Q4 : Quelques-uns des défis éthiques auxquels nous sommes confrontés transcendent de loin les vieux clivages politiques. Par exemple la légalisation de l’euthanasie, la PMA pour toutes ou la GPA. On apprend qu’on est parvenu à « fabriquer » un embryon humain sans avoir recours à des gamètes. Que vous inspirent ces sujets ?

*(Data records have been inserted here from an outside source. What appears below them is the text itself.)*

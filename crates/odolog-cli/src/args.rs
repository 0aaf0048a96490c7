use crate::types::OutputFormat;
use clap::{Parser, Subcommand};

#[derive(Parser)]
#[command(name = "odolog")]
#[command(about = "Track vehicle consumable parts and service history", long_about = None)]
#[command(version)]
pub struct Cli {
    #[arg(
        long,
        global = true,
        help = "Path to the JSON data file (default: car_maintenance_data.json, or $ODOLOG_DB)"
    )]
    pub db: Option<String>,

    #[arg(long, default_value = "plain", global = true)]
    pub format: OutputFormat,

    #[command(subcommand)]
    pub command: Option<Commands>,
}

#[derive(Subcommand)]
pub enum Commands {
    #[command(about = "Overwrite the current odometer reading (lower readings are rejected)")]
    SetMileage {
        #[arg(help = "New odometer reading in km")]
        mileage: u64,
    },

    #[command(about = "Start tracking a consumable part")]
    AddPart {
        #[arg(help = "Part name, unique among tracked parts")]
        name: String,

        #[arg(help = "Distance between changes in km")]
        interval: u64,

        #[arg(help = "Odometer reading at the last change in km")]
        last_change: u64,

        #[arg(long)]
        notes: Option<String>,
    },

    #[command(about = "Record a change of a tracked part (lower readings are rejected)")]
    ChangePart {
        name: String,

        #[arg(help = "Odometer reading at the change in km")]
        mileage: u64,

        #[arg(long, help = "Replace the stored notes")]
        notes: Option<String>,
    },

    #[command(about = "Show every tracked part with its remaining distance, most urgent first")]
    Due {
        #[arg(long, help = "Compute the report at a hypothetical odometer reading")]
        at: Option<u64>,
    },

    #[command(about = "Log a service event with a tool-assigned timestamp")]
    LogService {
        description: String,

        #[arg(help = "Odometer reading at the time of service in km")]
        mileage: u64,

        #[arg(long)]
        cost: Option<f64>,

        #[arg(long)]
        details: Option<String>,
    },

    #[command(about = "Show the service log in the order it was recorded")]
    History,
}
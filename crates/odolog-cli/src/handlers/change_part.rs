use crate::types::OutputFormat;
use anyhow::Result;
use odolog_store::Store;

pub fn handle(
    store: &Store,
    name: &str,
    mileage: u64,
    notes: Option<String>,
    format: OutputFormat,
) -> Result<()> {
    let mut state = store.load()?;
    let changed = odolog_engine::change_part(&mut state, name, mileage, notes)?;
    store.save(&state)?;

    match format {
        OutputFormat::Json => println!("{}", serde_json::to_string_pretty(&changed)?),
        OutputFormat::Plain => {
            println!(
                "Recorded change of '{}' at {} km (was {} km); next due at {} km",
                changed.name, changed.new_mileage, changed.previous_mileage, changed.next_due
            );
        }
    }

    Ok(())
}
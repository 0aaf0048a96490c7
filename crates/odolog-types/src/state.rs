use chrono::{DateTime, Utc};
use serde::{Deserialize, Serialize};
use std::collections::BTreeMap;

/// Upper bound accepted for odometer readings and intervals, in km.
/// Far beyond any real odometer, and small enough that
/// `last_change_mileage + interval` can never overflow.
pub const MAX_MILEAGE: u64 = 100_000_000;

/// Root persisted document: everything odolog knows about one vehicle.
///
/// One JSON file on disk holds exactly one of these. The file is the sole
/// source of truth between invocations; a missing file deserializes to
/// `VehicleState::default()`.
#[derive(Debug, Clone, Default, PartialEq, Serialize, Deserialize)]
pub struct VehicleState {
    /// Last known odometer reading.
    #[serde(default)]
    pub current_mileage: u64,

    /// Tracked consumable parts, keyed by name. BTreeMap keeps the
    /// serialized file diff-stable across runs.
    #[serde(default)]
    pub parts: BTreeMap<String, PartRecord>,

    /// Service events in the order they were logged.
    #[serde(default)]
    pub service_log: Vec<ServiceEvent>,
}

/// A tracked consumable part (oil, filters, spark plugs, ...).
///
/// The part name lives in the `parts` map key, not in the record.
#[derive(Debug, Clone, PartialEq, Serialize, Deserialize)]
pub struct PartRecord {
    /// Distance between required changes. Always positive.
    pub interval: u64,

    /// Odometer reading at the last recorded change.
    pub last_change_mileage: u64,

    #[serde(default, skip_serializing_if = "Option::is_none")]
    pub notes: Option<String>,
}

impl PartRecord {
    /// Odometer reading at which the next change is required.
    ///
    /// Records written through the CLI stay within [`MAX_MILEAGE`]; a
    /// hand-edited file can hold anything, so the sum saturates rather
    /// than overflow.
    pub fn next_due(&self) -> u64 {
        self.last_change_mileage.saturating_add(self.interval)
    }

    /// Signed distance until the next change, measured from `current`.
    /// Zero or negative means the part is due. Clamped to the i64 range
    /// for the same hand-edited-file reason as [`PartRecord::next_due`].
    pub fn remaining_at(&self, current: u64) -> i64 {
        let remaining = self.next_due() as i128 - current as i128;
        remaining.clamp(i64::MIN as i128, i64::MAX as i128) as i64
    }
}

/// A free-form logged maintenance action, not tied to a part's interval.
#[derive(Debug, Clone, PartialEq, Serialize, Deserialize)]
pub struct ServiceEvent {
    pub description: String,

    /// Odometer reading at the time of service.
    pub mileage: u64,

    #[serde(default, skip_serializing_if = "Option::is_none")]
    pub cost: Option<f64>,

    #[serde(default, skip_serializing_if = "Option::is_none")]
    pub details: Option<String>,

    /// Assigned by the tool when the event is logged, never user-supplied.
    pub timestamp: DateTime<Utc>,
}
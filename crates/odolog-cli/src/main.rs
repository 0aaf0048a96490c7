use clap::Parser;
use odolog::{Cli, run};

fn main() {
    // Reset SIGPIPE to default behavior to prevent panic on broken pipe
    // (e.g., when piping to `head` or `less` that exits early)
    #[cfg(unix)]
    reset_sigpipe();

    let cli = Cli::parse();

    if let Err(e) = run(cli) {
        eprintln!("Error: {}", e);
        std::process::exit(1);
    }
}

#[cfg(unix)]
fn reset_sigpipe() {
    unsafe {
        libc::signal(libc::SIGPIPE, libc::SIG_DFL);
    }
}
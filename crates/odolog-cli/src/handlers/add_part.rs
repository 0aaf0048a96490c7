use crate::types::OutputFormat;
use anyhow::Result;
use odolog_store::Store;

pub fn handle(
    store: &Store,
    name: &str,
    interval: u64,
    last_change: u64,
    notes: Option<String>,
    format: OutputFormat,
) -> Result<()> {
    let mut state = store.load()?;
    let added = odolog_engine::add_part(&mut state, name, interval, last_change, notes)?;
    store.save(&state)?;

    match format {
        OutputFormat::Json => println!("{}", serde_json::to_string_pretty(&added)?),
        OutputFormat::Plain => {
            println!(
                "Tracking '{}': every {} km, last change at {} km, next due at {} km",
                added.name, added.interval, added.last_change_mileage, added.next_due
            );
        }
    }

    Ok(())
}
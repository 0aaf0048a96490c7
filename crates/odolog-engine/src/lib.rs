mod due;
mod error;
mod ops;

pub use due::{DueEntry, DueReport, due_report};
pub use error::{Error, Result};
pub use ops::{
    MileageUpdate, PartAdded, PartChanged, add_part, change_part, log_service, set_mileage,
};
use crate::types::OutputFormat;
use anyhow::Result;
use odolog_store::Store;

pub fn handle(store: &Store, mileage: u64, format: OutputFormat) -> Result<()> {
    let mut state = store.load()?;
    let update = odolog_engine::set_mileage(&mut state, mileage)?;
    store.save(&state)?;

    match format {
        OutputFormat::Json => println!("{}", serde_json::to_string_pretty(&update)?),
        OutputFormat::Plain => {
            println!(
                "Odometer updated: {} -> {} km",
                update.previous, update.current
            );
        }
    }

    Ok(())
}
mod db;
mod error;
mod path;

pub use db::Store;
pub use error::{Error, Result};
pub use path::{DEFAULT_DB_FILE, expand_tilde, resolve_db_path};
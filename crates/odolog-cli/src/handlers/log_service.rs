use crate::types::OutputFormat;
use anyhow::Result;
use odolog_store::Store;

pub fn handle(
    store: &Store,
    description: &str,
    mileage: u64,
    cost: Option<f64>,
    details: Option<String>,
    format: OutputFormat,
) -> Result<()> {
    let mut state = store.load()?;
    let event = odolog_engine::log_service(&mut state, description, mileage, cost, details)?;
    store.save(&state)?;

    match format {
        OutputFormat::Json => println!("{}", serde_json::to_string_pretty(&event)?),
        OutputFormat::Plain => {
            let cost_text = match event.cost {
                Some(cost) => format!(", cost {:.2}", cost),
                None => String::new(),
            };
            println!(
                "Logged '{}' at {} km{} ({})",
                event.description,
                event.mileage,
                cost_text,
                event.timestamp.format("%Y-%m-%d %H:%M UTC")
            );
        }
    }

    Ok(())
}
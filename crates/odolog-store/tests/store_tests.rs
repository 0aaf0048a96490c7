use chrono::{TimeZone, Utc};
use odolog_store::{Error, Store};
use odolog_types::{PartRecord, ServiceEvent, VehicleState};
use std::fs;
use tempfile::TempDir;

fn sample_state() -> VehicleState {
    let mut state = VehicleState {
        current_mileage: 128500,
        ..Default::default()
    };
    state.parts.insert(
        "engine oil".to_string(),
        PartRecord {
            interval: 10000,
            last_change_mileage: 120000,
            notes: Some("5W-30".to_string()),
        },
    );
    state.service_log.push(ServiceEvent {
        description: "annual inspection".to_string(),
        mileage: 125000,
        cost: Some(80.0),
        details: None,
        timestamp: Utc.with_ymd_and_hms(2026, 1, 10, 12, 0, 0).unwrap(),
    });
    state
}

#[test]
fn missing_file_loads_as_empty_state() {
    let dir = TempDir::new().unwrap();
    let store = Store::open(dir.path().join("nothing_here.json"));

    let state = store.load().unwrap();
    assert_eq!(state, VehicleState::default());
}

#[test]
fn save_then_load_round_trips() {
    let dir = TempDir::new().unwrap();
    let store = Store::open(dir.path().join("data.json"));

    let state = sample_state();
    store.save(&state).unwrap();

    let reloaded = store.load().unwrap();
    assert_eq!(reloaded, state);
}

#[test]
fn save_leaves_no_temp_file_behind() {
    let dir = TempDir::new().unwrap();
    let store = Store::open(dir.path().join("data.json"));

    store.save(&sample_state()).unwrap();

    let names: Vec<String> = fs::read_dir(dir.path())
        .unwrap()
        .map(|e| e.unwrap().file_name().to_string_lossy().into_owned())
        .collect();
    assert_eq!(names, vec!["data.json".to_string()]);
}

#[test]
fn save_creates_missing_parent_directories() {
    let dir = TempDir::new().unwrap();
    let store = Store::open(dir.path().join("nested/deeper/data.json"));

    store.save(&sample_state()).unwrap();
    assert_eq!(store.load().unwrap(), sample_state());
}

#[test]
fn malformed_file_fails_with_parse_error() {
    let dir = TempDir::new().unwrap();
    let path = dir.path().join("data.json");
    fs::write(&path, "{ this is not json").unwrap();

    let err = Store::open(&path).load().unwrap_err();
    assert!(matches!(err, Error::Parse(_)), "got: {err:?}");
}

#[test]
fn wrong_shape_fails_with_parse_error() {
    let dir = TempDir::new().unwrap();
    let path = dir.path().join("data.json");
    fs::write(&path, r#"{"current_mileage": "not a number"}"#).unwrap();

    let err = Store::open(&path).load().unwrap_err();
    assert!(matches!(err, Error::Parse(_)), "got: {err:?}");
}

#[test]
fn save_overwrites_prior_content() {
    let dir = TempDir::new().unwrap();
    let store = Store::open(dir.path().join("data.json"));

    store.save(&sample_state()).unwrap();

    let mut updated = sample_state();
    updated.current_mileage = 130000;
    updated.parts.clear();
    store.save(&updated).unwrap();

    assert_eq!(store.load().unwrap(), updated);
}
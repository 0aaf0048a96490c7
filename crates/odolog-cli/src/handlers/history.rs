use crate::types::OutputFormat;
use anyhow::Result;
use odolog_store::Store;
use odolog_types::ServiceEvent;

pub fn handle(store: &Store, format: OutputFormat) -> Result<()> {
    let state = store.load()?;

    match format {
        OutputFormat::Json => {
            println!("{}", serde_json::to_string_pretty(&state.service_log)?)
        }
        OutputFormat::Plain => print_log(&state.service_log),
    }

    Ok(())
}

fn print_log(log: &[ServiceEvent]) {
    if log.is_empty() {
        println!("No service records yet. Log one with 'odolog log-service'.");
        return;
    }

    println!("Service history:");
    println!("{}", "-".repeat(72));

    for event in log {
        let cost_text = match event.cost {
            Some(cost) => format!("{:.2}", cost),
            None => "-".to_string(),
        };
        print!(
            "  {} | {} km | {} | cost {}",
            event.timestamp.format("%Y-%m-%d %H:%M UTC"),
            event.mileage,
            event.description,
            cost_text
        );
        match &event.details {
            Some(details) => println!(" | {}", details),
            None => println!(),
        }
    }
}
pub mod add_part;
pub mod change_part;
pub mod due;
pub mod history;
pub mod log_service;
pub mod set_mileage;
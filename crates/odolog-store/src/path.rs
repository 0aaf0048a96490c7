use std::path::PathBuf;

/// File name used when neither `--db` nor `ODOLOG_DB` is set.
pub const DEFAULT_DB_FILE: &str = "car_maintenance_data.json";

/// Resolve the data file path based on priority:
/// 1. Explicit path (with tilde expansion)
/// 2. ODOLOG_DB environment variable (with tilde expansion)
/// 3. `car_maintenance_data.json` in the working directory
pub fn resolve_db_path(explicit_path: Option<&str>) -> PathBuf {
    if let Some(path) = explicit_path {
        return expand_tilde(path);
    }

    if let Ok(env_path) = std::env::var("ODOLOG_DB") {
        return expand_tilde(&env_path);
    }

    PathBuf::from(DEFAULT_DB_FILE)
}

/// Expand tilde (~) in paths to the user's home directory
pub fn expand_tilde(path: &str) -> PathBuf {
    if let Some(stripped) = path.strip_prefix("~/")
        && let Some(home) = std::env::var_os("HOME")
    {
        return PathBuf::from(home).join(stripped);
    }
    PathBuf::from(path)
}
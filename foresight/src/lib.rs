//! Deterministic solution engine for dynamic equilibrium models
//!
//! A model is a square system of residual equations over current, lagged
//! and led values of its endogenous variables ([`DynamicModel`]). The engine
//! provides:
//! - [`steady_state`]: stationary solutions for fixed exogenous values
//! - [`PerfectForesight`]: the path between two pinned end points when the
//!   whole exogenous path is known in advance
//! - [`Simulation`]: the solved variables-by-periods matrix with name lookup
//! - [`parallel`]: running independent solves concurrently
//!
//! All nonlinear solves use a damped Newton iteration with finite-difference
//! Jacobians ([`newton`]).

pub mod error;
pub mod model;
pub mod newton;
pub mod parallel;
pub mod path;
pub mod simulation;
pub mod steady;

pub use error::{SolveError, SolveResult};
pub use model::{residual_report, DynamicModel, Period};
pub use newton::{NewtonConfig, NewtonReport};
pub use path::{permanent_exo_path, PerfectForesight};
pub use simulation::Simulation;
pub use steady::{steady_state, SteadyState};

Ces sujets heurtent la sensibilité chrétienne puisqu’ils s’emparent, s’approprient le dominium de Dieu, son domaine de maitrise : à lui revient la mort, la vie, et la sacralité des deux. Nous blasphémons en ce sens par hubris, et ce n’est pas nouveau : les grecs avaient bien identifié qu’outrepasser sa condition d’homme, et rivaliser avec les dieux, était une injure sévèrement punie… Mais l’approche spirituelle ne suffit pas. On ne peut comprendre les logiques profondes qui nous ont conduit à pareils « innovations » (qui se présentent toujours sous le masque du progrès) sans l’outillage marxien qui avait bien cerné que toute valeur finirait travestie en valeur d’échange. Avec le développement du capitalisme, l’argent, la marchandisation, se sont emparés de tous les aspects de la vie : toutes les sphères qui auraient dues être préservées des lois du marchés (la procréation, la famille, l’amour…) ont finalement cédé sous leur expansion en supprimant les digues qui les retenaient : les valeurs morales. On ne peut donc dénoncer la mise à mort des individus les plus fragiles, ou la GPA, soit la location d’utérus par l’exploitation de la misère et du corps de la femme réifié, sans dénoncer ce qui gouverne en profondeur : la pulsion de mort du capitalisme, qui conduit tout à la chosification en passant par l’axiologiquement neutre, c’est-à-dire la suppression des normes de bien et mal. C’est ce que soutenait par ailleurs Michéa : l’avancée du capitalisme, l’extension du libéralisme économique, ne peut se faire qu’avec son pendant, le libéralisme culturel, dictature du relativisme moral où « tout se vaut », et où ne tient plus aucun cadre éthique. La liberté individuelle est alors reine et sans limite : je peux vendre mon corps, en conduire d’autres à la mort, fabriquer artificiellement des êtres humains… Autant de part de marché gagnées par le capital. S’indigner donc de ces sujets séparément, dénoncer par exemple la GPA sans dénoncer le capitalisme, c’est rester en surface des choses. Une impasse.

Q5 : Et Simone Weil ? 

Je ne crois pas être parfaitement objective en parlant de Simone Weil, parce que sa lecture est l’une des dernières à m’avoir profondément touchée. Elle était indéniablement un esprit remarquablement lumineux et profondément intelligent, mais surtout, elle brûlait d’un feu intérieur qui, bien qu’il finît par la consumer, la propulsa dans une vie intense et courte : elle quitta sa carrière de professeur de philosophie pour endurer la condition ouvrière à l’usine, pour prendre part à la guerre d’Espagne, pour s’enrôler dans la résistance… Une femme d’action qui a toujours refusé d’adopter la posture confortable de l’intellectuel, portée par son amour de la vérité et des démunis, elle qui se disait très affectée par la souffrance d’autrui. Son cheminement dans la foi n’en est pas moins touchant : elle rencontra le Christ suite à plusieurs expériences mystiques (relatées dans Attente de Dieu), et tout se tenant à l’écart du baptême donné par une Eglise dont le dogmatisme l’irritait, elle s’en sentit infiniment proche par l’amour, et ce depuis toujours, alors même qu’elle disait l’ignorer (étant issue d’une famille juive non pratique). Elle reconnut dans le christianisme ce qu’elle cherchait : la religion des petits, des esclaves, avec en prime l’influence d’une sagesse grecque qu’elle connaissait bien, au travers de la philosophie de Platon, ou de la figure de Prométhée (qu’elle conçoit comme une préfiguration du Christ, dans Intuitions pré-chrétiennes). Ainsi donc son œuvre, sa vie, son engagement dans une abnégation de soi, et sa liberté d’esprit entière qui a refusé tout carcan mental, sont très inspirants.